Después de las movilizaciones convocadas a propósito de la ‘Toma de Lima’ del 19 de enero y del paro nacional del 9 de febrero, en sectores gubernamentales ha cundido la idea de que “lo peor ya pasó”. Si esas protestas no tuvieron la capacidad de “tumbar al Gobierno”, como sucedió en noviembre del 2020, menos lo harán las futuras. Se piensa que ellas podrán continuar con baja o mediana intensidad, pero la experiencia habría demostrado que se puede convivir con las mismas. En el Parlamento incluso se especula que dejar caer el adelanto de elecciones no resultaría tan dramático y que podrían excusarse echándole la culpa a los adversarios.
La frivolidad e irresponsabilidad de estos razonamientos es escalofriante. Si bien pueden funcionar en el cortísimo plazo, lo que están haciendo es multiplicar exponencialmente la falta de legitimidad, la indignación y los sentimientos antisistema de buena parte de los ciudadanos; atizar aún más los niveles de polarización y enfrentamiento entre peruanos, que se expresarán mañana en contra de la propia Dina Boluarte y del propio Congreso, luego, en los resultados del próximo proceso electoral y, más adelante, en la viabilidad misma de nuestra democracia.
Lo que empezó como un reclamo frente a lo que se percibía como la prepotencia y la arbitrariedad de sectores extremistas de derecha en el Parlamento y de la traición de la vicepresidenta Dina Boluarte, después de las 49 muertes en el marco de las protestas sociales, especialmente después de la represión de las protestas en Ayacucho, Apurímac y Puno, ante lo que estamos ahora no solo es una demanda de reconocimiento, sino una reivindicación de la dignidad y de la identidad de peruanos que sienten que ya no tienen espacio dentro de nuestra comunidad política, que han sufrido asesinatos a mansalva como respuesta a protestas legítimas. Diversos analistas coinciden en señalar que la movilización de la población rural de las regiones del sur andino tiene una masividad no vista en décadas. La fractura social que se está gestando puede tener consecuencias enormes e imprevisibles.
Después de la documentación de evidentes, por llamarlos de algún modo, excesos policiales y militares en la represión a las protestas, urge una respuesta estatal y una movilización de la sociedad civil ante prácticas indignas de un régimen democrático.
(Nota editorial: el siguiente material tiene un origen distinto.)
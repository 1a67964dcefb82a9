//! Deployment orchestration: inventory + renderer + sessions.
//!
//! ```text
//! load_inventory → validate_templates → deploy
//!                                        │
//!          for each device, ascending priority:
//!            render ──fail──▶ failed(render)
//!              │ dry run ──▶ succeeded, no session
//!            connect ──fail──▶ failed(connect)
//!            deploy_config ──fail──▶ failed(apply)
//!            disconnect
//! ```
//!
//! Only structural problems (nothing loaded, templates never validated,
//! unknown `--device`) are `Err`. Per-device trouble lands in the
//! [`DeploymentResult`].

use std::collections::BTreeMap;
use std::path::Path;
use std::time::{Duration, Instant};

use serde::Serialize;

use netdeploy_core::{ConnectionOverrides, Device, DeviceName, Inventory};
use netdeploy_renderer::{Renderer, TemplateValidation};
use netdeploy_session::{Connector, SessionManager};

use crate::error::DeployError;
use crate::result::{DeploymentResult, DeviceResult, FailureStage};
use crate::writer;

// ---------------------------------------------------------------------------
// Configuration
// ---------------------------------------------------------------------------

/// Operator-supplied settings, layered between inventory defaults and
/// per-device settings.
#[derive(Debug, Clone, Default)]
pub struct OrchestratorConfig {
    pub connection: ConnectionOverrides,
}

#[derive(Debug, Clone, Default)]
pub struct DeployOptions {
    pub dry_run: bool,
    /// Deploy only this device.
    pub only: Option<String>,
    /// Stop at the first failed device and mark the rest as skipped.
    pub halt_on_failure: bool,
}

/// What `validate_templates` found.
#[derive(Debug, Clone, Default, Serialize)]
pub struct ValidationReport {
    pub templates: BTreeMap<String, TemplateValidation>,
    /// Devices whose binding lacks variables their template requires.
    pub missing_variables: BTreeMap<DeviceName, Vec<String>>,
}

impl ValidationReport {
    pub fn is_ok(&self) -> bool {
        self.templates.values().all(|t| t.valid) && self.missing_variables.is_empty()
    }
}

/// Result of a connect + disconnect probe.
#[derive(Debug, Clone, PartialEq, Serialize)]
pub struct Reachability {
    pub device: DeviceName,
    pub address: String,
    pub reachable: bool,
    pub error: Option<String>,
    /// Connected, but the session did not close cleanly.
    pub disconnect_error: Option<String>,
    pub elapsed: Duration,
}

// ---------------------------------------------------------------------------
// Orchestrator
// ---------------------------------------------------------------------------

pub struct Orchestrator<C: Connector> {
    renderer: Renderer,
    sessions: SessionManager<C>,
    config: OrchestratorConfig,
    inventory: Option<Inventory>,
    validation: Option<ValidationReport>,
    history: Vec<DeploymentResult>,
}

impl<C: Connector> Orchestrator<C> {
    pub fn new(renderer: Renderer, sessions: SessionManager<C>, config: OrchestratorConfig) -> Self {
        Orchestrator {
            renderer,
            sessions,
            config,
            inventory: None,
            validation: None,
            history: Vec::new(),
        }
    }

    pub fn renderer(&self) -> &Renderer {
        &self.renderer
    }

    pub fn sessions(&self) -> &SessionManager<C> {
        &self.sessions
    }

    pub fn inventory(&self) -> Option<&Inventory> {
        self.inventory.as_ref()
    }

    /// Load and check the inventory at `path`. Returns the device count.
    pub fn load_inventory(&mut self, path: &Path) -> Result<usize, DeployError> {
        let inventory = Inventory::load_at(path)?;
        self.set_inventory(inventory)
    }

    /// Use an already parsed inventory. Devices must reference templates
    /// that exist in the renderer's directory.
    pub fn set_inventory(&mut self, inventory: Inventory) -> Result<usize, DeployError> {
        let known = self.renderer.list_templates()?;
        inventory.check_templates(&known)?;
        let count = inventory.devices.len();
        tracing::info!(path = %inventory.path.display(), devices = count, "inventory loaded");
        self.inventory = Some(inventory);
        self.validation = None;
        Ok(count)
    }

    /// Parse every template and check each device's binding against its
    /// template's required variables. `Ok(false)` when anything is wrong;
    /// details are in [`Orchestrator::validation_report`].
    pub fn validate_templates(&mut self) -> Result<bool, DeployError> {
        let inventory = self.inventory.as_ref().ok_or(DeployError::InventoryNotLoaded)?;

        let mut report = ValidationReport {
            templates: self.renderer.validate_all()?,
            ..ValidationReport::default()
        };
        for (name, validation) in &report.templates {
            if !validation.valid {
                tracing::warn!(template = %name, errors = ?validation.errors, "template invalid");
            }
        }

        for device in &inventory.devices {
            let template = self.renderer.template(&device.template)?;
            let missing = template.variables.missing(&inventory.binding(device));
            if !missing.is_empty() {
                tracing::warn!(device = %device.name, template = %device.template, ?missing, "missing variables");
                report.missing_variables.insert(device.name.clone(), missing);
            }
        }

        let ok = report.is_ok();
        tracing::info!(ok, templates = report.templates.len(), "templates validated");
        self.validation = Some(report);
        Ok(ok)
    }

    pub fn validation_report(&self) -> Option<&ValidationReport> {
        self.validation.as_ref()
    }

    /// Devices in deployment order.
    pub fn get_devices(&self) -> Result<Vec<Device>, DeployError> {
        Ok(self.loaded()?.deployment_order())
    }

    /// Render one device's configuration.
    pub fn render_device(&self, name: &str) -> Result<String, DeployError> {
        let inventory = self.loaded()?;
        let device = inventory
            .device(name)
            .ok_or_else(|| DeployError::UnknownDevice(name.to_string()))?;
        Ok(self.renderer.render(&device.template, &inventory.binding(device))?)
    }

    /// Deploy every device, continuing past failures.
    pub fn deploy_all_devices(&mut self, dry_run: bool) -> Result<DeploymentResult, DeployError> {
        self.deploy(&DeployOptions {
            dry_run,
            ..DeployOptions::default()
        })
    }

    pub fn deploy(&mut self, options: &DeployOptions) -> Result<DeploymentResult, DeployError> {
        let inventory = self.loaded()?.clone();
        if self.validation.is_none() {
            return Err(DeployError::TemplatesNotValidated);
        }
        let devices = select(&inventory, options.only.as_deref())?;

        let started = Instant::now();
        let mut run = DeploymentResult::new(options.dry_run);
        tracing::info!(
            devices = devices.len(),
            dry_run = options.dry_run,
            halt_on_failure = options.halt_on_failure,
            "deployment started"
        );

        let mut halted = false;
        for device in &devices {
            if halted {
                tracing::info!(device = %device.name, "skipped after earlier failure");
                run.skipped.push(device.name.clone());
                continue;
            }
            let result = self.deploy_device(&inventory, device, options.dry_run);
            if !result.success && options.halt_on_failure {
                halted = true;
            }
            run.record(result);
        }

        run.finish(started.elapsed());
        tracing::info!(
            success = run.success,
            elapsed = ?run.elapsed,
            "{}",
            run.summary()
        );
        self.history.push(run.clone());
        Ok(run)
    }

    /// Connect to and disconnect from each device without changing anything.
    pub fn test_connectivity(&mut self, only: Option<&str>) -> Result<Vec<Reachability>, DeployError> {
        let inventory = self.loaded()?.clone();
        let devices = select(&inventory, only)?;

        let mut out = Vec::with_capacity(devices.len());
        for device in devices {
            let started = Instant::now();
            let name = device.name.as_str();
            let config = inventory.connection_config(&device, &self.config.connection);
            let reachable = self.sessions.connect(name, &device.address, &config);
            let (error, disconnect_error) = if reachable {
                (None, self.close_session(name))
            } else {
                (self.sessions.last_error(name).map(str::to_string), None)
            };
            out.push(Reachability {
                device: device.name.clone(),
                address: device.address.clone(),
                reachable,
                error,
                disconnect_error,
                elapsed: started.elapsed(),
            });
        }
        Ok(out)
    }

    /// Every run made through this orchestrator, oldest first.
    pub fn history(&self) -> &[DeploymentResult] {
        &self.history
    }

    /// Disconnect `name`; the close failure, if there was one.
    fn close_session(&mut self, name: &str) -> Option<String> {
        if self.sessions.disconnect(name) {
            return None;
        }
        Some(
            self.sessions
                .last_error(name)
                .unwrap_or("session did not close cleanly")
                .to_string(),
        )
    }

    fn loaded(&self) -> Result<&Inventory, DeployError> {
        self.inventory.as_ref().ok_or(DeployError::InventoryNotLoaded)
    }

    fn deploy_device(&mut self, inventory: &Inventory, device: &Device, dry_run: bool) -> DeviceResult {
        let started = Instant::now();
        let name = device.name.as_str();
        tracing::info!(device = name, priority = device.priority, template = %device.template, dry_run, "deploying");

        let config = match self.renderer.render(&device.template, &inventory.binding(device)) {
            Ok(config) => config,
            Err(err) => {
                tracing::warn!(device = name, error = %err, "render failed");
                return DeviceResult::failed(device, FailureStage::Render, err.to_string(), started.elapsed());
            }
        };
        let digest = writer::digest(&config);

        if dry_run {
            return DeviceResult::succeeded(device, &config, digest, started.elapsed());
        }

        let connection = inventory.connection_config(device, &self.config.connection);
        if !self.sessions.connect(name, &device.address, &connection) {
            let reason = self
                .sessions
                .last_error(name)
                .unwrap_or("connection failed")
                .to_string();
            return DeviceResult::failed(device, FailureStage::Connect, reason, started.elapsed())
                .with_rendered(&config, digest);
        }

        let applied = match self.sessions.deploy_config(name, &config) {
            Ok(true) => Ok(()),
            Ok(false) => Err(self
                .sessions
                .last_error(name)
                .unwrap_or("configuration was not applied")
                .to_string()),
            Err(err) => Err(err.to_string()),
        };
        let disconnect_error = self.close_session(name);

        let result = match applied {
            Ok(()) => DeviceResult::succeeded(device, &config, digest, started.elapsed()),
            Err(reason) => {
                tracing::warn!(device = name, error = %reason, "apply failed");
                DeviceResult::failed(device, FailureStage::Apply, reason, started.elapsed())
                    .with_rendered(&config, digest)
            }
        };
        result.with_disconnect_error(disconnect_error)
    }
}

/// Devices in deployment order, optionally narrowed to one.
fn select(inventory: &Inventory, only: Option<&str>) -> Result<Vec<Device>, DeployError> {
    let ordered = inventory.deployment_order();
    match only {
        None => Ok(ordered),
        Some(name) => {
            let picked: Vec<Device> = ordered.into_iter().filter(|d| d.name.as_str() == name).collect();
            if picked.is_empty() {
                Err(DeployError::UnknownDevice(name.to_string()))
            } else {
                Ok(picked)
            }
        }
    }
}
Las circunstancias de la muerte de Víctor Santisteban en el Centro de Lima el 28 de enero, la evidencia presentada por el semanario “Hildebrandt en sus Trece” y por IDL-Reporteros, en la que se demuestra que, cuando menos, seis de los fallecidos en Ayacucho en las protestas del 15 de diciembre fueron muertos no en el contexto del intento de la toma del aeropuerto, sino fruto de una represión desmedida e injustificable, exigen una respuesta pronta y sin ambigüedades.
Lo que distingue a una democracia de un régimen autoritario no es que en una democracia no se produzcan actos ilícitos o irregulares, violaciones de derechos fundamentales o crímenes, sino que en una democracia las autoridades asumen las responsabilidades políticas por esos actos, las instituciones se preocupan por investigar a fondo las infracciones a las normas o delitos, y por imponer sanciones para poder corregir rumbos. Y si estas no responden, existen instituciones que controlan lo que las otras no hacen: el Congreso, el Ministerio Público, la Defensoría del Pueblo, etc. Todo bajo la vigilancia ciudadana, expresada en instituciones civiles, medios de comunicación, entre otros.
La respuesta que demos a estas y otras denuncias documentadas e inaceptables dentro de un marco democrático marcará mucho nuestro futuro. Está en juego no solo la justicia elemental, también la posibilidad de construir una comunidad democrática en la que todos podamos encontrar cabida. Si dejamos el camino abierto a la impunidad, la arbitrariedad y la prepotencia, rompemos el frágil sentido de pertenencia a una comunidad política democrática. Roto ese elemental contrato social se abren las puertas a la violencia.